About 10 percent of abortions occur after 13 weeks of pregnancy, according to a new Guttmacher Institute study, while two thirds of Americans are in favor of first trimester abortions.
The study asked 9,500 women who obtained abortions in 2008 to detail the terms of their procedures. Researchers drew several conclusions from the results.
Of the various demographics analyzed, the study found women aged 14 to 19 were more likely to have a second-term abortion than older women. Researchers also concluded that black women are more likely than women of all other races to have late abortions.
Women with less education and women leading tumultuous lives were also more likely to receive second-trimester abortions. Researches claim women in these groups may have late abortions because they were unable to get one earlier.
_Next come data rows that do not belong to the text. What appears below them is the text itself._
use anyhow::Result;
use rusqlite::Connection;
use tracing::info;

pub fn run(conn: &Connection) -> Result<()> {
    conn.execute_batch(
        "
        CREATE TABLE IF NOT EXISTS users (
            id              TEXT PRIMARY KEY,
            username        TEXT NOT NULL UNIQUE,
            password        TEXT NOT NULL,
            display_name    TEXT NOT NULL,
            avatar_url      TEXT,
            created_at      TEXT NOT NULL DEFAULT (datetime('now'))
        );

        CREATE TABLE IF NOT EXISTS communities (
            id              TEXT PRIMARY KEY,
            name            TEXT NOT NULL,
            description     TEXT NOT NULL DEFAULT '',
            category        TEXT NOT NULL DEFAULT '',
            color           TEXT NOT NULL DEFAULT '',
            creator_id      TEXT NOT NULL REFERENCES users(id),
            member_count    INTEGER NOT NULL DEFAULT 0,
            created_at      TEXT NOT NULL DEFAULT (datetime('now'))
        );

        CREATE TABLE IF NOT EXISTS memberships (
            community_id    TEXT NOT NULL REFERENCES communities(id),
            user_id         TEXT NOT NULL REFERENCES users(id),
            role            TEXT NOT NULL,
            joined_at       TEXT NOT NULL DEFAULT (datetime('now')),
            PRIMARY KEY (community_id, user_id)
        );

        CREATE INDEX IF NOT EXISTS idx_memberships_user
            ON memberships(user_id);

        CREATE TABLE IF NOT EXISTS friend_requests (
            id              TEXT PRIMARY KEY,
            sender_id       TEXT NOT NULL REFERENCES users(id),
            receiver_id     TEXT NOT NULL REFERENCES users(id),
            status          TEXT NOT NULL DEFAULT 'pending',
            created_at      TEXT NOT NULL DEFAULT (datetime('now')),
            updated_at      TEXT NOT NULL DEFAULT (datetime('now'))
        );

        CREATE INDEX IF NOT EXISTS idx_friend_requests_receiver
            ON friend_requests(receiver_id, status);

        CREATE INDEX IF NOT EXISTS idx_friend_requests_sender
            ON friend_requests(sender_id, status);

        CREATE TABLE IF NOT EXISTS friendships (
            id              TEXT PRIMARY KEY,
            user1_id        TEXT NOT NULL REFERENCES users(id),
            user2_id        TEXT NOT NULL REFERENCES users(id),
            created_at      TEXT NOT NULL DEFAULT (datetime('now')),
            UNIQUE(user1_id, user2_id)
        );

        CREATE TABLE IF NOT EXISTS community_posts (
            id              TEXT PRIMARY KEY,
            community_id    TEXT NOT NULL REFERENCES communities(id),
            author_id       TEXT NOT NULL REFERENCES users(id),
            content         TEXT NOT NULL,
            created_at      TEXT NOT NULL DEFAULT (datetime('now'))
        );

        CREATE INDEX IF NOT EXISTS idx_posts_community
            ON community_posts(community_id, created_at);
        ",
    )?;

    info!("Database migrations complete");
    Ok(())
}
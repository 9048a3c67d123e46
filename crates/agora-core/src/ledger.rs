use std::sync::Arc;

use tracing::warn;
use uuid::Uuid;

use agora_types::models::{Membership, Role};

use crate::cache::FallbackCache;
use crate::store::{membership_now, MembershipStore, StoreError};

/// Tracks who belongs to which community. Reads and writes go to the
/// durable store first and degrade to the injected fallback cache when the
/// store fails; no method here ever surfaces a store error to its caller.
#[derive(Clone)]
pub struct MembershipLedger {
    store: Arc<dyn MembershipStore>,
    fallback: Arc<FallbackCache>,
}

impl MembershipLedger {
    pub fn new(store: Arc<dyn MembershipStore>, fallback: Arc<FallbackCache>) -> Self {
        Self { store, fallback }
    }

    /// Absence is a valid, non-error result. A durable hit wins; on a
    /// durable miss or failure the fallback cache may still hold a record
    /// written during an earlier degraded add.
    pub fn membership(&self, community_id: Uuid, user_id: Uuid) -> Option<Membership> {
        match self.store.membership(community_id, user_id) {
            Ok(Some(m)) => Some(m),
            Ok(None) => self.fallback.get(community_id, user_id),
            Err(e) => {
                warn!(%community_id, %user_id, "membership read failed, consulting fallback: {e}");
                self.fallback.get(community_id, user_id)
            }
        }
    }

    /// Insert a membership. On store failure the record is kept only in
    /// the fallback cache; the returned value does not reveal which path
    /// was taken.
    pub fn add(&self, community_id: Uuid, user_id: Uuid, role: Role) -> Membership {
        let membership = membership_now(community_id, user_id, role);
        match self.store.insert_membership(&membership) {
            Ok(()) => {
                // The durable row is now authoritative; a leftover cache
                // entry from an earlier degraded add must not shadow it.
                self.fallback.remove(community_id, user_id);
            }
            Err(e) => {
                warn!(%community_id, %user_id, "membership insert failed, keeping record in fallback cache: {e}");
                self.fallback.insert(membership.clone());
            }
        }
        membership
    }

    /// Idempotent removal. A missing durable row is not a failure, and a
    /// store error only costs us the durable delete; the fallback entry is
    /// evicted regardless.
    pub fn remove(&self, community_id: Uuid, user_id: Uuid) {
        match self.store.delete_membership(community_id, user_id) {
            Ok(()) | Err(StoreError::NotFound) => {}
            Err(e) => {
                warn!(%community_id, %user_id, "membership delete failed: {e}");
            }
        }
        self.fallback.remove(community_id, user_id);
    }

    /// Drop all fallback entries for a community (community deletion).
    pub fn evict_community(&self, community_id: Uuid) {
        self.fallback.remove_community(community_id);
    }
}

#[cfg(test)]
mod tests {
    use super::*;
    use crate::testutil::{FailingStore, MemStore};

    fn ids() -> (Uuid, Uuid) {
        (Uuid::from_u128(100), Uuid::from_u128(200))
    }

    #[test]
    fn durable_path_does_not_touch_the_cache() {
        let store = Arc::new(MemStore::new());
        let cache = Arc::new(FallbackCache::new());
        let ledger = MembershipLedger::new(store.clone(), cache.clone());
        let (cid, uid) = ids();

        let added = ledger.add(cid, uid, Role::Member);
        assert_eq!(added.role, Role::Member);
        assert!(cache.is_empty());

        let found = ledger.membership(cid, uid).expect("membership present");
        assert_eq!(found.user_id, uid);
    }

    #[test]
    fn failing_store_degrades_to_cache() {
        let store = Arc::new(FailingStore);
        let cache = Arc::new(FallbackCache::new());
        let ledger = MembershipLedger::new(store, cache.clone());
        let (cid, uid) = ids();

        let added = ledger.add(cid, uid, Role::Admin);
        assert_eq!(added.role, Role::Admin);
        assert_eq!(cache.len(), 1);

        // Reads route through the cache while the store is down.
        let found = ledger.membership(cid, uid).expect("fallback record");
        assert_eq!(found.role, Role::Admin);

        // Removal still reports nothing and clears the cache.
        ledger.remove(cid, uid);
        assert!(cache.is_empty());
        assert!(ledger.membership(cid, uid).is_none());
    }

    #[test]
    fn durable_hit_wins_over_stale_cache_entry() {
        let store = Arc::new(MemStore::new());
        let cache = Arc::new(FallbackCache::new());
        let ledger = MembershipLedger::new(store.clone(), cache.clone());
        let (cid, uid) = ids();

        cache.insert(membership_now(cid, uid, Role::Admin));
        store
            .insert_membership(&membership_now(cid, uid, Role::Member))
            .unwrap();

        let found = ledger.membership(cid, uid).unwrap();
        assert_eq!(found.role, Role::Member);
    }

    #[test]
    fn successful_insert_evicts_stale_fallback_entry() {
        let store = Arc::new(MemStore::new());
        let cache = Arc::new(FallbackCache::new());
        let ledger = MembershipLedger::new(store, cache.clone());
        let (cid, uid) = ids();

        cache.insert(membership_now(cid, uid, Role::Admin));
        ledger.add(cid, uid, Role::Member);
        assert!(cache.is_empty());
    }

    #[test]
    fn remove_is_idempotent() {
        let store = Arc::new(MemStore::new());
        let ledger = MembershipLedger::new(store, Arc::new(FallbackCache::new()));
        let (cid, uid) = ids();

        // Removing something that never existed is fine.
        ledger.remove(cid, uid);
        assert!(ledger.membership(cid, uid).is_none());
    }
}
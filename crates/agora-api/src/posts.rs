use axum::{
    extract::{Path, Query, State},
    http::StatusCode,
    response::IntoResponse,
    Extension, Json,
};
use serde::Deserialize;
use uuid::Uuid;

use agora_types::api::{ApiSuccess, Claims, CreatePostRequest};
use agora_types::models::CommunityPost;

use crate::auth::AppState;
use crate::error::{join_error, ApiError};

#[derive(Debug, Deserialize)]
pub struct PostQuery {
    #[serde(default = "default_limit")]
    pub limit: u32,
}

fn default_limit() -> u32 {
    50
}

// Posts are a pure pass-through: membership is the only gate, the rest is
// storage round-trips.
pub async fn create_post(
    State(state): State<AppState>,
    Path(community_id): Path<Uuid>,
    Extension(claims): Extension<Claims>,
    Json(req): Json<CreatePostRequest>,
) -> Result<impl IntoResponse, ApiError> {
    let content = req.content.trim().to_string();
    if content.is_empty() {
        return Err(ApiError::validation("post content must not be empty"));
    }

    let post = tokio::task::spawn_blocking(move || -> Result<CommunityPost, ApiError> {
        if state.communities.membership(community_id, claims.sub).is_none() {
            return Err(ApiError::forbidden("only members may post"));
        }

        let post = CommunityPost {
            id: Uuid::new_v4(),
            community_id,
            author_id: claims.sub,
            author_name: claims.username.clone(),
            content,
            created_at: chrono::Utc::now(),
        };
        state.db.insert_post(&post)?;
        Ok(post)
    })
    .await
    .map_err(join_error)??;

    Ok((StatusCode::CREATED, Json(ApiSuccess::new(post))))
}

pub async fn list_posts(
    State(state): State<AppState>,
    Path(community_id): Path<Uuid>,
    Query(query): Query<PostQuery>,
    Extension(claims): Extension<Claims>,
) -> Result<impl IntoResponse, ApiError> {
    let limit = query.limit.min(200);

    let posts = tokio::task::spawn_blocking(move || -> Result<Vec<CommunityPost>, ApiError> {
        if state.communities.membership(community_id, claims.sub).is_none() {
            return Err(ApiError::forbidden("only members may read posts"));
        }
        Ok(state.db.community_posts(community_id, limit)?)
    })
    .await
    .map_err(join_error)??;

    Ok(Json(ApiSuccess::new(posts)))
}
The findings led researchers to conclude that women in the groups of highest abortion rights – particularly black women and women of little education – “would most benefit from increased availability of first-trimester abortion services.”
Women are more likely to use health insurance to pay for later abortions, according to the study.
Rachel Jones, one of the study’s researchers, told The Washington Post that the decision to pay with health insurance is in part due to the rising costs associated with late abortions.
“When planning a first-trimester, it’s easier to pay for it out of pocket,” Jones said. “Many may not want their employer or family to know. But as it becomes more expensive, seeking a second-trimester abortion, they may sacrifice the privacy because of the price.”
About 20 percent of all abortions in 2008 were paid for by Medicaid.
The Guttmacher Institute conducted the study because, it claimed in the study’s objective, that “little is known about the characteristics of second-trimester abortion patients.”
The study, which was released on Friday after several years of analysis, measured women of all demographics including age, race, marital status, previous births and abortions, education, wealth and more.